Stanford University CS231n: Deep Learning for Computer Vision

Important Dates

Unless otherwise noted, all project items are due by 11:59pm Pacific Time.

Deliverable	Weight	Due Date	Late Days
Project Proposal	1%	04/25	Yes
Project Milestone	2%	05/16	Yes
Final Report	29%	06/04	No
Poster Session (in person) + Poster PDF & Code (submit online)	3%	Poster Session: 06/11; Submitting PDF and Code: 06/10 11:59pm Pacific Time	No

Overview

The Course Project is an opportunity for you to apply what you have learned in class to a problem of your interest. Potential projects usually fall into these two tracks:

Applications. If you're coming to the class with a specific background and interests (e.g. biology, engineering, physics), we'd love to see you apply vision models learned in this class to problems related to your particular domain of interest. Pick a real-world problem and apply computer vision models to solve it.
Models. You can build a new model (algorithm) or a new variant of existing models, and apply it to tackle vision tasks. This track might be more challenging, and sometimes leads to a piece of publishable work.

One restriction to note is that this is a Computer Vision class, so your project should involve pixels of visual data in some form somewhere. E.g. a pure NLP project is not a good choice, even if your approach involves ConvNets. Related areas like shape analysis which are important part of vision conferences, will be allowed.

We have compiled a list of project ideas for inspiration (TBD) that combine recent trend and interesting applications. Note that you do not need to pick one from here. Rather, these can be served as starting points for you to find the ideas that excite you.

To get a better feeling for what we expect from CS231n projects, we encourage you to take a look at the project reports from previous years:

To inspire ideas, you might also look at recent deep learning publications from top-tier conferences, as well as other resources below.

CVPR: IEEE Conference on Computer Vision and Pattern Recognition
ICCV: International Conference on Computer Vision
ECCV: European Conference on Computer Vision
NIPS: Neural Information Processing Systems
ICLR: International Conference on Learning Representations
ICML: International Conference on Machine Learning
Publications from the Stanford Vision Lab
Awesome Deep Vision
Past CS229 Projects: Example projects from Stanford's machine learning class
Kaggle challenges: An online machine learning competition website. For example, a Yelp classification challenge.

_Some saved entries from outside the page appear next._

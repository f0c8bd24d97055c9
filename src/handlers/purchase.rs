//! Purchase endpoint
//!
//! POST /api/leads/{lead_id}/purchase. The handler only maps outcomes to
//! HTTP shapes; the authoritative quota/payment decision happens inside
//! the purchase transaction.

use axum::{
    extract::{Path, State},
    http::StatusCode,
    Json,
};
use chrono::Utc;
use tracing::info;

use crate::handlers::auth::AuthVendor;
use crate::models::common::ErrorResponse;
use crate::models::event::{VendorEvent, VendorEventKind};
use crate::models::purchase::{PurchaseLeadRequest, PurchaseLeadResponse, PurchaseRecord};
use crate::services::purchase::{self, PurchaseError};
use crate::AppState;

pub async fn purchase_lead(
    State(state): State<AppState>,
    auth: AuthVendor,
    Path(lead_id): Path<i32>,
    Json(payload): Json<PurchaseLeadRequest>,
) -> Result<Json<PurchaseLeadResponse>, (StatusCode, Json<ErrorResponse>)> {
    let outcome = purchase::purchase_lead(
        &state.db,
        &state.subscriptions,
        auth.vendor_id,
        lead_id,
        payload.mode,
        payload.amount,
    )
    .await;

    match outcome {
        Ok(outcome) => {
            info!(
                vendor_id = %auth.vendor_id,
                lead_id,
                mode = %payload.mode,
                amount = %outcome.purchase.amount,
                "Lead purchased"
            );
            state.events.broadcast(VendorEvent {
                kind: VendorEventKind::LeadPurchased,
                vendor_id: auth.vendor_id,
                lead_id,
                quota: Some(outcome.quota.clone().into()),
                timestamp: Utc::now().timestamp_millis(),
            });
            Ok(Json(PurchaseLeadResponse {
                purchase: Some(PurchaseRecord::from(outcome.purchase)),
                quota: Some(outcome.quota.into()),
                subscription: outcome.subscription,
                message: None,
            }))
        }
        // Steady-state gates come back as guidance, not error banners
        Err(PurchaseError::QuotaExhausted(message)) => Ok(Json(PurchaseLeadResponse {
            purchase: None,
            quota: None,
            subscription: None,
            message: Some(message),
        })),
        Err(e @ PurchaseError::NoActiveSubscription) => Ok(Json(PurchaseLeadResponse {
            purchase: None,
            quota: None,
            subscription: None,
            message: Some(e.to_string()),
        })),
        Err(e @ PurchaseError::AlreadyPurchased) | Err(e @ PurchaseError::LeadUnavailable) => {
            Err((
                StatusCode::CONFLICT,
                Json(ErrorResponse {
                    error: e.to_string(),
                }),
            ))
        }
        Err(e @ PurchaseError::LeadNotFound) => Err((
            StatusCode::NOT_FOUND,
            Json(ErrorResponse {
                error: e.to_string(),
            }),
        )),
        Err(e @ PurchaseError::AmountRequired) => Err((
            StatusCode::BAD_REQUEST,
            Json(ErrorResponse {
                error: e.to_string(),
            }),
        )),
        Err(PurchaseError::Db(e)) => Err((
            StatusCode::INTERNAL_SERVER_ERROR,
            Json(ErrorResponse {
                error: format!("Database error: {}", e),
            }),
        )),
    }
}
use sea_orm_migration::prelude::*;

#[derive(DeriveMigrationName)]
pub struct Migration;

#[async_trait::async_trait]
impl MigrationTrait for Migration {
    async fn up(&self, manager: &SchemaManager) -> Result<(), DbErr> {
        manager
            .create_table(
                Table::create()
                    .table(Vendors::Table)
                    .if_not_exists()
                    .col(ColumnDef::new(Vendors::Id).uuid().not_null().primary_key())
                    .col(
                        ColumnDef::new(Vendors::CompanyName)
                            .string_len(255)
                            .not_null(),
                    )
                    .col(ColumnDef::new(Vendors::ContactName).string_len(255).null())
                    .col(
                        ColumnDef::new(Vendors::Email)
                            .string_len(255)
                            .not_null()
                            .unique_key(),
                    )
                    .col(ColumnDef::new(Vendors::Phone).string_len(32).null())
                    .col(
                        ColumnDef::new(Vendors::ReferralCode)
                            .string_len(16)
                            .not_null()
                            .unique_key(),
                    )
                    .col(
                        ColumnDef::new(Vendors::Status)
                            .string_len(16)
                            .not_null()
                            .default("ACTIVE"),
                    )
                    .col(
                        ColumnDef::new(Vendors::CreatedAt)
                            .timestamp()
                            .not_null()
                            .default(SimpleExpr::Keyword(Keyword::CurrentTimestamp)),
                    )
                    .col(
                        ColumnDef::new(Vendors::UpdatedAt)
                            .timestamp()
                            .not_null()
                            .default(SimpleExpr::Keyword(Keyword::CurrentTimestamp)),
                    )
                    .to_owned(),
            )
            .await?;

        // Referral codes are looked up on every link attempt
        manager
            .create_index(
                Index::create()
                    .name("idx_vendors_referral_code")
                    .table(Vendors::Table)
                    .col(Vendors::ReferralCode)
                    .to_owned(),
            )
            .await
    }

    async fn down(&self, manager: &SchemaManager) -> Result<(), DbErr> {
        manager
            .drop_table(Table::drop().table(Vendors::Table).to_owned())
            .await
    }
}

#[derive(Iden)]
enum Vendors {
    Table,
    Id,
    CompanyName,
    ContactName,
    Email,
    Phone,
    ReferralCode,
    Status,
    CreatedAt,
    UpdatedAt,
}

For applications, this type of projects would involve careful data preparation, an appropriate loss function, details of training and cross-validation and good test set evaluations and model comparisons. Don't be afraid to think outside of the box. Some successful examples can be found below:

ConvNets also run in real time on mobile phones and Raspberry Pi's - building an interesting mobile application could be a good project. If you want to go this route you might want to check out PyTorch Mobile, TensorFlow Lite or Caffe2 iOS/Android integration.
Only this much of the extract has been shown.